Monday, April 23, 2007

Death Watch: Boris Yeltsin

Boris Yeltsin died today at the age of 76. Yeltsin was the first elected president in Russian history. A populist, above all else, Yeltsin led a life filled with street fights, finger-severing grenade incidents and mysterious falls into river banks, all of which appealed to the common Russian, who also enjoys the "occasional" beverage

In August of 1991 Yeltsin gained international prominence by defying a hard line communist coup against Soviet President Mikhail Gorbachev (Russia was still part of the Soviet Union back then.) While Gorbachev sulked, house arrested, in his vacation home in the Crimea, Yeltsin, probably sauced after his typical breakfast of potato vodka, commandeered a tank and a megaphone and denounced the "junta" to a crowd of sympathetic protesters.
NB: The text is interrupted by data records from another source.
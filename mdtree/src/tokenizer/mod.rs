//! Default tokenizer: comrak for CommonMark/GFM, plus `:::` containers.
//!
//! [`MarkdownTokenizer::tokenize`] turns source text into the flat
//! markdown-it-shaped [`Token`] stream that the tree builder consumes. comrak
//! parses the input and the AST is lowered into tokens. When containers are
//! registered and the input has `:::` lines, the marker lines are located on
//! a first parse and the input is parsed again with each marker standing in a
//! block of its own; lowering emits those as `container_<name>_open` /
//! `container_<name>_close` pairs, balanced within their parent block.
//! Registered [`TokenTransformer`]s then rewrite the finished stream in
//! registration order.
//!
//! # Examples
//!
//! ```
//! use mdtree::{MarkdownTokenizer, TokenizerOptions};
//!
//! let mut tokenizer = MarkdownTokenizer::new(TokenizerOptions::default());
//! tokenizer.enable_container("Alert");
//!
//! let tokens = tokenizer.tokenize("::: Alert\nHi\n:::\n");
//! assert_eq!(tokens[0].ty, "container_Alert_open");
//! assert_eq!(tokens.last().map(|t| t.ty.as_str()), Some("container_Alert_close"));
//! ```
mod containers;
mod lower;
pub mod plugins;

use std::{fmt, sync::Arc};

use comrak::{Arena, options::Options, parse_document};
use log::debug;
use serde::{Deserialize, Serialize};

pub use self::plugins::TokenizerPlugin;
use self::containers::Markers;
use crate::token::Token;

/// Markdown dialect switches, mapped onto comrak options.
#[derive(Debug, Clone, PartialEq, Eq, Serialize, Deserialize)]
#[serde(default)]
#[allow(
  clippy::struct_excessive_bools,
  reason = "Config struct with related boolean flags"
)]
pub struct TokenizerOptions {
  /// Pass raw HTML through as `html_block` / `html_inline` tokens. When
  /// disabled, raw HTML is kept as literal text.
  pub html: bool,

  /// Turn bare URLs into links.
  pub linkify: bool,

  /// Smart quotes, dashes and ellipses.
  pub typographer: bool,

  /// GFM tables.
  pub tables: bool,

  /// `~~strikethrough~~`.
  pub strikethrough: bool,

  /// `- [ ]` task list items.
  pub tasklist: bool,

  /// `^superscript^`.
  pub superscript: bool,
}

impl Default for TokenizerOptions {
  fn default() -> Self {
    Self {
      html:          false,
      linkify:       true,
      typographer:   true,
      tables:        true,
      strikethrough: true,
      tasklist:      false,
      superscript:   false,
    }
  }
}

/// A rewrite stage run over the complete token stream after tokenization.
pub trait TokenTransformer: Send + Sync {
  fn transform(&self, tokens: &mut Vec<Token>);
}

impl<F> TokenTransformer for F
where
  F: Fn(&mut Vec<Token>) + Send + Sync,
{
  fn transform(&self, tokens: &mut Vec<Token>) {
    self(tokens);
  }
}

/// Tokenizer producing the flat token stream.
///
/// Cheap to clone; transformers are shared behind `Arc`.
#[derive(Clone, Default)]
pub struct MarkdownTokenizer {
  options:      TokenizerOptions,
  containers:   Vec<String>,
  transformers: Vec<Arc<dyn TokenTransformer>>,
}

impl fmt::Debug for MarkdownTokenizer {
  fn fmt(&self, f: &mut fmt::Formatter<'_>) -> fmt::Result {
    f.debug_struct("MarkdownTokenizer")
      .field("options", &self.options)
      .field("containers", &self.containers)
      .field("transformers", &self.transformers.len())
      .finish()
  }
}

impl MarkdownTokenizer {
  #[must_use]
  pub fn new(options: TokenizerOptions) -> Self {
    Self {
      options,
      containers: Vec::new(),
      transformers: Vec::new(),
    }
  }

  /// Access tokenizer options.
  #[must_use]
  pub const fn options(&self) -> &TokenizerOptions {
    &self.options
  }

  /// Recognize `::: name` blocks. Registering a name twice is a no-op.
  pub fn enable_container(&mut self, name: impl Into<String>) {
    let name = name.into();
    if name.is_empty() || self.containers.contains(&name) {
      return;
    }
    debug!("Registering container `{name}`");
    self.containers.push(name);
  }

  /// Names recognized as `:::` containers, in registration order.
  #[must_use]
  pub fn containers(&self) -> &[String] {
    &self.containers
  }

  /// Append a post-tokenization rewrite stage.
  pub fn add_transformer<T>(&mut self, transformer: T)
  where
    T: TokenTransformer + 'static,
  {
    self.transformers.push(Arc::new(transformer));
  }

  /// Apply a plugin to this tokenizer.
  pub fn use_plugin(&mut self, plugin: &TokenizerPlugin) -> &mut Self {
    plugin.apply(self);
    self
  }

  /// Tokenize `input` into a flat token stream.
  #[must_use]
  pub fn tokenize(&self, input: &str) -> Vec<Token> {
    let arena = Arena::new();
    let options = self.comrak_options();
    let mut root = parse_document(&arena, input, &options);
    let mut markers = Markers::default();

    if !self.containers.is_empty() && input.contains(":::") {
      let (marked, found) = containers::mark(input, root, &self.containers);
      if !found.is_empty() {
        root = parse_document(&arena, &marked, &options);
        markers = found;
      }
    }

    let mut tokens = Vec::new();
    lower::lower_document(root, &self.options, &markers, &mut tokens);

    for transformer in &self.transformers {
      transformer.transform(&mut tokens);
    }

    tokens
  }

  /// Build comrak options from `TokenizerOptions`.
  fn comrak_options(&self) -> Options<'static> {
    let mut options = Options::default();
    options.extension.table = self.options.tables;
    options.extension.strikethrough = self.options.strikethrough;
    options.extension.tasklist = self.options.tasklist;
    options.extension.superscript = self.options.superscript;
    options.extension.autolink = self.options.linkify;
    options.parse.smart = self.options.typographer;
    // Heading ids are a plugin concern
    options.extension.header_id_prefix = None;
    options.render.r#unsafe = self.options.html;
    options
  }
}
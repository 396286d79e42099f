//! One-shot parsing helpers.
use super::types::{MarkdownParser, ParseOptions};
use crate::types::Root;

/// Parse markdown with a throwaway parser.
///
/// Builds a [`MarkdownParser`] from `options` and parses `markdown` once. When
/// parsing many documents with the same configuration, construct the parser
/// once instead.
///
/// # Arguments
///
/// * `markdown` - The markdown source
/// * `options` - Parser configuration
///
/// # Returns
///
/// The root of the node tree. Parsing never fails; malformed input degrades to
/// plain text and generic elements.
#[must_use]
pub fn parse_markdown(markdown: &str, options: &ParseOptions) -> Root {
  MarkdownParser::new(options.clone()).parse(markdown)
}

/// Parse several documents with one parser, keeping input order.
#[must_use]
pub fn parse_batch<I, S>(parser: &MarkdownParser, documents: I) -> Vec<Root>
where
  I: IntoIterator<Item = S>,
  S: AsRef<str>,
{
  documents
    .into_iter()
    .map(|doc| parser.parse(doc.as_ref()))
    .collect()
}

#[cfg(test)]
mod tests {
  use super::*;

  #[test]
  fn test_parse_batch_keys_restart_per_document() {
    let parser = MarkdownParser::default();
    let roots = parse_batch(&parser, ["one", "two"]);

    assert_eq!(roots.len(), 2);
    for root in &roots {
      assert_eq!(root.children[0].key(), "n_1");
    }
  }
}
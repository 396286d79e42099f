use std::io;

use thiserror::Error;

/// Error type for mdtree-config operations
#[derive(Debug, Error)]
pub enum ConfigError {
  #[error("Configuration error: {0}")]
  Config(String),

  #[error("I/O error: {0}")]
  Io(#[from] io::Error),

  #[error("Serde error: {0}")]
  Serde(#[from] serde_json::Error),

  #[error("TOML error: {0}")]
  Toml(#[from] toml::de::Error),
}
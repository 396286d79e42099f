//! Error types used internally by the parser.
//!
//! Parsing itself never fails; these errors describe recoverable fallbacks and
//! are logged rather than returned.

/// Result type for props parsing stages.
pub type PropsResult<T> = Result<T, PropsError>;

/// Reasons a props string was not accepted as a JSON object.
#[derive(Debug, thiserror::Error)]
pub enum PropsError {
  #[error("props are not wrapped in braces")]
  NotJsonShaped,
  #[error("props are not valid JSON: {0}")]
  Json(#[from] serde_json::Error),
  #[error("props JSON is not an object")]
  NotAnObject,
}
//! Best-effort failure classification from captured stderr.
//!
//! Purely advisory: the executor attaches the result to a failed
//! `OperationResult` and the reporter prints it. Nothing branches on it.

use std::fmt;

use serde::{Deserialize, Serialize};


#[derive(Debug, Clone, Copy, Serialize, Deserialize, PartialEq, Eq, Hash)]
#[serde(rename_all = "snake_case")]
pub enum Diagnosis {
    /// The thing being acted on (key, extension, app, remote) does not exist.
    MissingResource,
    /// The schema or capability that would own the setting is not installed.
    MissingSchema,
    /// D-Bus, session bus or network trouble talking to the backend.
    BackendCommunication,
    PermissionDenied,
    Unknown,
}

impl fmt::Display for Diagnosis {
    fn fmt(&self, f: &mut fmt::Formatter<'_>) -> fmt::Result {
        match self {
            Diagnosis::MissingResource => write!(f, "resource missing"),
            Diagnosis::MissingSchema => write!(f, "schema missing"),
            Diagnosis::BackendCommunication => write!(f, "D-Bus/backend communication error"),
            Diagnosis::PermissionDenied => write!(f, "permission denied"),
            Diagnosis::Unknown => write!(f, "unknown failure"),
        }
    }
}


// Checked in table order; the first category with a matching needle wins.
const PATTERNS: &[(Diagnosis, &[&str])] = &[
    (
        Diagnosis::PermissionDenied,
        &[
            "permission denied",
            "not authorized",
            "accessdenied",
            "operation not permitted",
            "not allowed",
            "polkit",
        ],
    ),
    (
        Diagnosis::MissingSchema,
        &["no such schema", "no such key", "schema", "not a valid key"],
    ),
    (
        Diagnosis::BackendCommunication,
        &[
            "d-bus",
            "dbus",
            "could not connect",
            "failed to connect",
            "unable to connect",
            "connection refused",
            "could not resolve",
            "timeout was reached",
            "no session bus",
            "cannot autolaunch",
        ],
    ),
    (
        Diagnosis::MissingResource,
        &[
            "not found",
            "does not exist",
            "doesn't exist",
            "no such file",
            "nothing matches",
            "not installed",
            "no remote",
        ],
    ),
];


/// Classify a failure from its captured error stream.
pub fn classify(stderr: &str) -> Diagnosis {
    let haystack = stderr.to_lowercase();
    if haystack.trim().is_empty() {
        return Diagnosis::Unknown;
    }
    for (diagnosis, needles) in PATTERNS {
        if needles.iter().any(|n| haystack.contains(n)) {
            return *diagnosis;
        }
    }
    Diagnosis::Unknown
}
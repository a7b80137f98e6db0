//! firstboot — command-line entry point for first-boot provisioning.
//!
//! # Usage
//!
//! ```text
//! firstboot gnome-config
//! firstboot flatpak-install
//! firstboot status [<name>] [--json]
//! firstboot reset <name>
//! ```
//!
//! Exit status: 0 for success or a no-op (already done, already running,
//! handed to the background watcher), the failed-operation count (capped at
//! 125) otherwise, 127 when a required host command is missing, 1 for any
//! other error.

use std::process;

use tracing::error;
use tracing_subscriber::{layer::SubscriberExt, util::SubscriberInitExt, EnvFilter};

use firstboot_core::cli::{parse_args, usage};
use firstboot_core::command::Command;
use firstboot_core::error::ProvisionError;
use firstboot_core::infrastructure::env::ProcessEnv;
use firstboot_core::profiles::{HostDirs, Profile};
use firstboot_core::reconciler::RunOutcome;
use firstboot_core::report::RunReporter;
use firstboot_core::reschedule::ProcessScheduler;
use firstboot_core::status::StatusReport;
use firstboot_core::types::config::MarkerPolicy;


fn main() {
    init_tracing();

    let args: Vec<String> = std::env::args().collect();
    let arg_refs: Vec<&str> = args.iter().skip(1).map(|s| s.as_str()).collect();

    let cmd = match parse_args(&arg_refs) {
        Ok(c) => c,
        Err(e) => {
            eprintln!("firstboot: {}", e);
            eprint!("{}", usage());
            process::exit(1);
        }
    };

    let host = HostDirs::from_env(&ProcessEnv);
    let code = match execute(&host, cmd) {
        Ok(code) => code,
        Err(e) => {
            error!("{}", e);
            e.exit_code()
        }
    };
    process::exit(code);
}


fn init_tracing() {
    // stderr keeps stdout clean for `status --json`; the watcher's stderr is
    // its watch log.
    tracing_subscriber::registry()
        .with(
            tracing_subscriber::fmt::layer()
                .with_target(false)
                .with_writer(std::io::stderr),
        )
        .with(EnvFilter::try_from_default_env().unwrap_or_else(|_| EnvFilter::new("info")))
        .init();
}


fn execute(host: &HostDirs, cmd: Command) -> Result<i32, ProvisionError> {
    match cmd {
        Command::Help => {
            print!("{}", usage());
            Ok(0)
        }
        Command::Run { name } => {
            let reconciler = Profile::from_name(&name)?.build(host)?;
            let scheduler = ProcessScheduler::current()?;
            let outcome = reconciler.run(&scheduler)?;
            print_outcome(&name, &outcome);
            Ok(outcome.exit_code())
        }
        Command::Watch { name } => {
            let reconciler = Profile::from_name(&name)?.build(host)?;
            let outcome = reconciler.watch()?;
            print_outcome(&name, &outcome);
            Ok(outcome.exit_code())
        }
        Command::Status { name, json } => {
            let profiles = match name {
                Some(n) => vec![Profile::from_name(&n)?],
                None => Profile::ALL.to_vec(),
            };
            let reports = profiles
                .iter()
                .map(|p| StatusReport::collect(&p.paths(&host.state_dir)))
                .collect::<Result<Vec<_>, _>>()?;
            if json {
                println!("{}", serde_json::to_string_pretty(&reports)?);
            } else {
                for r in &reports {
                    print!("{}", r.render());
                }
            }
            Ok(0)
        }
        Command::Reset { name } => {
            let profile = Profile::from_name(&name)?;
            let reporter = RunReporter::new(profile.paths(&host.state_dir), MarkerPolicy::default());
            if reporter.invalidate()? {
                println!("{}: completion marker removed; next invocation runs again", name);
            } else {
                println!("{}: no completion marker", name);
            }
            Ok(0)
        }
    }
}


fn print_outcome(name: &str, outcome: &RunOutcome) {
    match outcome {
        RunOutcome::Completed(summary) => print!("{}", summary.render()),
        RunOutcome::AlreadyLocked { owner } => println!("{}: {} (pid {})", name, outcome.label(), owner),
        other => println!("{}: {}", name, other.label()),
    }
}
Thus began the legend of President Boris Yeltsin. One that ended in 1999 with a 2 percent approval rating and a 50 percent decline in overall GDP. According to Guinness, Yeltsin holds the world record for being the most hospitalized political figure.

In Yeltsin's death we can take the same lesson as we could from his life: You can preside over the most precipitous fall of a "superpower" in human history, but as long as you are a white haired man with a ruddy complexion and a penchant for odd behavior and slurred speech you will be remembered, first and foremost, as a spectacular drunk.